Scan the entries below and extract each line with the word "enum" in it.

[Collected data entries]
>>>>
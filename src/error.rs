// Copyright (c) 2025 Steve Wagner (ciroque@live.com)
// SPDX-License-Identifier: MIT

//! Crate-level error aggregate for the outward-facing entry points
//! (`run_config`, `plan_config`). Each component keeps its own focused
//! error enum; this just lets a caller match on "what stage failed" without
//! threading every component's error type through its own call site.

use thiserror::Error;

use crate::config::ConfigError;
use crate::scheduler::ScheduleError;

#[derive(Debug, Error)]
pub enum Error {
    #[error("configuration error: {0}")]
    Config(#[from] ConfigError),

    #[error("scheduling error: {0}")]
    Schedule(#[from] ScheduleError),
}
<<<<
_Answer for this exercise_.
//! error enum; this just lets a caller match on "what stage failed" without
pub enum Error {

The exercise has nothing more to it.